Activity: Look below for the line containing "let name = path.to_string_lossy().into_owned();" and the line containing "if let Some(parent)"; repeat exactly those two lines and all lines between them, and nothing else.

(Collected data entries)
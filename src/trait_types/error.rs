//! Error type for trait validation and the object model.

use thiserror::Error;

/// Error raised by trait validation, object attribute access, observers and
/// cross-validators.
///
/// `subject` fields already read like "The 'x' trait of a Foo instance" so
/// messages stay self-contained when they bubble up through config loading.
#[derive(Debug, Clone, PartialEq, Eq, Error)]
pub enum TraitError {
    /// A value failed a trait's type or membership check.
    #[error("{subject} expected {expected}, not {value}.")]
    Validation {
        /// Which trait rejected the value
        subject: String,
        /// The trait's `info()` description
        expected: String,
        /// Description of the rejected value
        value: String,
    },

    /// A numeric value fell outside the trait's inclusive bounds.
    #[error(
        "The value of {subject} should not be {relation} {bound}, but a value of {value} was specified"
    )]
    OutOfBounds {
        /// Which trait rejected the value
        subject: String,
        /// "less than" or "greater than"
        relation: &'static str,
        /// The violated bound
        bound: String,
        /// The rejected value
        value: String,
    },

    /// A container's length fell outside `minlen..=maxlen`.
    #[error(
        "{subject} must be of length {min} <= L <= {max}, but a value of {value} was specified."
    )]
    Length {
        /// Which trait rejected the value
        subject: String,
        /// Minimum length
        min: usize,
        /// Maximum length
        max: usize,
        /// The rejected value
        value: String,
    },

    /// Attempted an external write to a read-only trait.
    #[error("The \"{name}\" trait is read-only.")]
    ReadOnly {
        /// Trait name
        name: String,
    },

    /// An unset trait has neither a dynamic nor a static default.
    #[error("No default value found for the {kind} trait named '{name}' of {owner}")]
    NoDefault {
        /// Trait type name, e.g. `Instance`
        kind: &'static str,
        /// Trait name
        name: String,
        /// Owner description, e.g. "a Foo"
        owner: String,
    },

    /// The class declares no trait with this name.
    #[error("'{class}' object has no trait named '{name}'")]
    UnknownTrait {
        /// Class name
        class: String,
        /// Requested trait name
        name: String,
    },

    /// A second cross-validator was registered for the same trait.
    #[error("A cross-validator is already registered for the '{name}' trait of {class}")]
    DuplicateValidator {
        /// Class name
        class: String,
        /// Trait name
        name: String,
    },

    /// A raw builtin container was assigned to an eventful trait.
    #[error(
        "{subject} is eventful and cannot hold the raw {kind} {value}; assign an eventful container"
    )]
    RawBuiltin {
        /// Which trait rejected the value
        subject: String,
        /// Container kind, e.g. "list"
        kind: &'static str,
        /// The rejected value
        value: String,
    },

    /// The source of a bidirectional link changed while the link was
    /// updating its target.
    #[error("Broken link {source_end} -> {target_end}: the source value changed while updating the target.")]
    BrokenLink {
        /// `Class.trait` of the source end
        source_end: String,
        /// `Class.trait` of the target end
        target_end: String,
    },

    /// A forward-declared class name could not be resolved.
    #[error("Could not resolve the class '{name}' named by {subject}")]
    UnresolvedClass {
        /// The unresolved class name
        name: String,
        /// Which trait named it
        subject: String,
    },

    /// An eventful container lookup failed (missing key, element or index).
    #[error("{0} is not present in the container")]
    Missing(String),

    /// Raised by user observers, validators and callables.
    #[error("{0}")]
    Custom(String),
}

impl TraitError {
    /// Creates a free-form error, typically from a user callback.
    #[must_use]
    pub fn custom(message: impl Into<String>) -> Self {
        Self::Custom(message.into())
    }

    /// Creates a read-only violation error.
    #[must_use]
    pub fn read_only(name: impl Into<String>) -> Self {
        Self::ReadOnly { name: name.into() }
    }

    /// Creates an unknown-trait error.
    #[must_use]
    pub fn unknown_trait(class: impl Into<String>, name: impl Into<String>) -> Self {
        Self::UnknownTrait {
            class: class.into(),
            name: name.into(),
        }
    }
}
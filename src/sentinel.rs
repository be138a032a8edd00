//! Named singleton markers.
//!
//! A [`Sentinel`] is compared by identity only: two sentinels are equal
//! exactly when they are the same static, never because their names match.

use std::fmt;
use std::hash::{Hash, Hasher};

/// A unique, named marker value.
#[derive(Debug)]
pub struct Sentinel {
    name: &'static str,
    module: &'static str,
    doc: &'static str,
}

impl Sentinel {
    /// Declares a sentinel. Bind the result to a `static` so it has one address.
    #[must_use]
    pub const fn new(name: &'static str, module: &'static str, doc: &'static str) -> Self {
        Self { name, module, doc }
    }

    /// Returns the sentinel's short name.
    #[must_use]
    pub const fn name(&self) -> &'static str {
        self.name
    }

    /// Returns the sentinel's docstring.
    #[must_use]
    pub const fn doc(&self) -> &'static str {
        self.doc
    }
}

impl PartialEq for Sentinel {
    fn eq(&self, other: &Self) -> bool {
        std::ptr::eq(self, other)
    }
}

impl Eq for Sentinel {}

impl Hash for Sentinel {
    fn hash<H: Hasher>(&self, state: &mut H) {
        std::ptr::hash(self, state);
    }
}

impl fmt::Display for Sentinel {
    fn fmt(&self, f: &mut fmt::Formatter<'_>) -> fmt::Result {
        write!(f, "{}.{}", self.module, self.name)
    }
}

/// Marks "no value was provided", distinct from an explicit `None`.
pub static UNDEFINED: Sentinel = Sentinel::new(
    "Undefined",
    "traitconf",
    "Used to specify that no defaults are set or that no value was present",
);
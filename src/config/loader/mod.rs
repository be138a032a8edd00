//! Loaders that build a [`Config`] from files and command lines.
//!
//! - [`JsonFileConfigLoader`]: versioned JSON files
//! - [`ScriptFileLoader`]: the `c.Section.key = value` script dialect
//! - [`KeyValueConfigLoader`]: `--Section.key=value` command lines
//! - [`ArgParseConfigLoader`]: command lines declared from classes

mod argparse;
mod json;
mod kv;
mod script;

use std::path::{Path, PathBuf};
use std::sync::OnceLock;

use regex::Regex;

use super::defaults;
use super::error::ConfigError;
use super::tree::Config;

pub use argparse::ArgParseConfigLoader;
pub use json::JsonFileConfigLoader;
pub use kv::{Flag, KeyValueConfigLoader, LoadedArgs};
pub use script::ScriptFileLoader;

/// A file name and the directories to search for it.
#[derive(Debug, Clone, PartialEq, Eq)]
pub struct FileLocation {
    filename: String,
    search_path: Vec<PathBuf>,
}

impl FileLocation {
    /// An empty `search_path` means the current directory.
    #[must_use]
    pub fn new(filename: impl Into<String>, search_path: Vec<PathBuf>) -> Self {
        Self {
            filename: filename.into(),
            search_path,
        }
    }

    #[must_use]
    pub fn filename(&self) -> &str {
        &self.filename
    }

    #[must_use]
    pub fn search_path(&self) -> &[PathBuf] {
        &self.search_path
    }

    /// Resolves the file. See [`find_file`].
    ///
    /// # Errors
    ///
    /// Returns [`ConfigError::FileNotFound`] when no candidate exists.
    pub fn find(&self) -> Result<PathBuf, ConfigError> {
        find_file(&self.filename, &self.search_path)
    }

    /// Where a new file would be written: the existing file if there is
    /// one, else the name joined to the first search directory.
    #[must_use]
    pub fn target(&self) -> PathBuf {
        self.find().unwrap_or_else(|_| {
            self.search_path
                .first()
                .map_or_else(|| PathBuf::from(&self.filename), |dir| dir.join(&self.filename))
        })
    }
}

/// Finds `name` in the first directory of `dirs` that has it. An absolute
/// name that exists is used as-is; an empty `dirs` searches the current
/// directory.
///
/// # Errors
///
/// Returns [`ConfigError::FileNotFound`] when no candidate is a file.
pub fn find_file(name: &str, dirs: &[PathBuf]) -> Result<PathBuf, ConfigError> {
    let candidate = Path::new(name);
    if candidate.is_absolute() && candidate.is_file() {
        return Ok(candidate.to_path_buf());
    }
    let current = [PathBuf::new()];
    let dirs = if dirs.is_empty() { &current[..] } else { dirs };
    dirs.iter()
        .map(|dir| PathBuf::from(super::literal::expand_user(&dir.join(name).to_string_lossy())))
        .find(|path| path.is_file())
        .ok_or_else(|| ConfigError::FileNotFound {
            name: name.to_owned(),
            searched: dirs.to_vec(),
        })
}

/// A loader reading one config file.
pub trait FileConfigLoader {
    /// The file this loader reads.
    fn location(&self) -> &FileLocation;

    /// Finds, reads and parses the file.
    ///
    /// # Errors
    ///
    /// Fails when the file is missing, unreadable or malformed.
    fn load_config(&self) -> Result<Config, ConfigError>;
}

/// Loads a file with the loader its extension calls for: JSON for
/// `.json`, the script dialect otherwise.
///
/// # Errors
///
/// Propagates the loader's error.
pub fn load_file(path: &Path) -> Result<Config, ConfigError> {
    let name = path.to_string_lossy().into_owned();
    let is_json = path
        .extension()
        .is_some_and(|ext| ext.eq_ignore_ascii_case(defaults::JSON_EXTENSION));
    if is_json {
        JsonFileConfigLoader::new(name, Vec::new()).load_config()
    } else {
        ScriptFileLoader::new(name, Vec::new()).load_config()
    }
}

/// Loads several script files in turn. Later files take priority; files
/// that do not exist are skipped.
///
/// # Errors
///
/// Fails on the first file that exists but cannot be loaded.
pub fn load_config_files<S: AsRef<str>>(names: &[S], path: &[PathBuf]) -> Result<Config, ConfigError> {
    let mut config = Config::new();
    for name in names {
        let loader = ScriptFileLoader::new(name.as_ref(), path.to_vec());
        match loader.load_config() {
            Ok(mut next) => {
                next.merge(&config);
                config = next;
            }
            Err(e) if e.is_not_found() => {
                tracing::debug!(file = name.as_ref(), "Config file not found, skipping");
            }
            Err(e) => return Err(e),
        }
    }
    Ok(config)
}

/// Compiles `pattern` once into `cell`.
pub(crate) fn cached_regex(
    cell: &'static OnceLock<Regex>,
    pattern: &str,
) -> Result<&'static Regex, ConfigError> {
    if let Some(re) = cell.get() {
        return Ok(re);
    }
    let re = Regex::new(pattern)
        .map_err(|e| ConfigError::Invalid(format!("invalid pattern {pattern:?}: {e}")))?;
    Ok(cell.get_or_init(|| re))
}

/// Writes `content` to `{path}.tmp` and renames it over `path`, creating
/// the parent directory first.
pub(crate) fn write_atomic(path: &Path, content: &str) -> std::io::Result<()> {
    if let Some(parent) = path.parent() {
        if !parent.as_os_str().is_empty() {
            std::fs::create_dir_all(parent)?;
        }
    }

    // state.json -> state.json.tmp, not state.tmp
    let temp_path = PathBuf::from(format!("{}.tmp", path.display()));
    std::fs::write(&temp_path, content)?;
    std::fs::rename(&temp_path, path)
}

#[cfg(test)]
#[path = "mod_tests.rs"]
mod tests;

Exercise solution:
    let name = path.to_string_lossy().into_owned();
    let is_json = path
        .extension()
        .is_some_and(|ext| ext.eq_ignore_ascii_case(defaults::JSON_EXTENSION));
    if is_json {
        JsonFileConfigLoader::new(name, Vec::new()).load_config()
    } else {
        ScriptFileLoader::new(name, Vec::new()).load_config()
    }
}

/// Loads several script files in turn. Later files take priority; files
/// that do not exist are skipped.
///
/// # Errors
///
/// Fails on the first file that exists but cannot be loaded.
pub fn load_config_files<S: AsRef<str>>(names: &[S], path: &[PathBuf]) -> Result<Config, ConfigError> {
    let mut config = Config::new();
    for name in names {
        let loader = ScriptFileLoader::new(name.as_ref(), path.to_vec());
        match loader.load_config() {
            Ok(mut next) => {
                next.merge(&config);
                config = next;
            }
            Err(e) if e.is_not_found() => {
                tracing::debug!(file = name.as_ref(), "Config file not found, skipping");
            }
            Err(e) => return Err(e),
        }
    }
    Ok(config)
}

/// Compiles `pattern` once into `cell`.
pub(crate) fn cached_regex(
    cell: &'static OnceLock<Regex>,
    pattern: &str,
) -> Result<&'static Regex, ConfigError> {
    if let Some(re) = cell.get() {
        return Ok(re);
    }
    let re = Regex::new(pattern)
        .map_err(|e| ConfigError::Invalid(format!("invalid pattern {pattern:?}: {e}")))?;
    Ok(cell.get_or_init(|| re))
}

/// Writes `content` to `{path}.tmp` and renames it over `path`, creating
/// the parent directory first.
pub(crate) fn write_atomic(path: &Path, content: &str) -> std::io::Result<()> {
    if let Some(parent) = path.parent() {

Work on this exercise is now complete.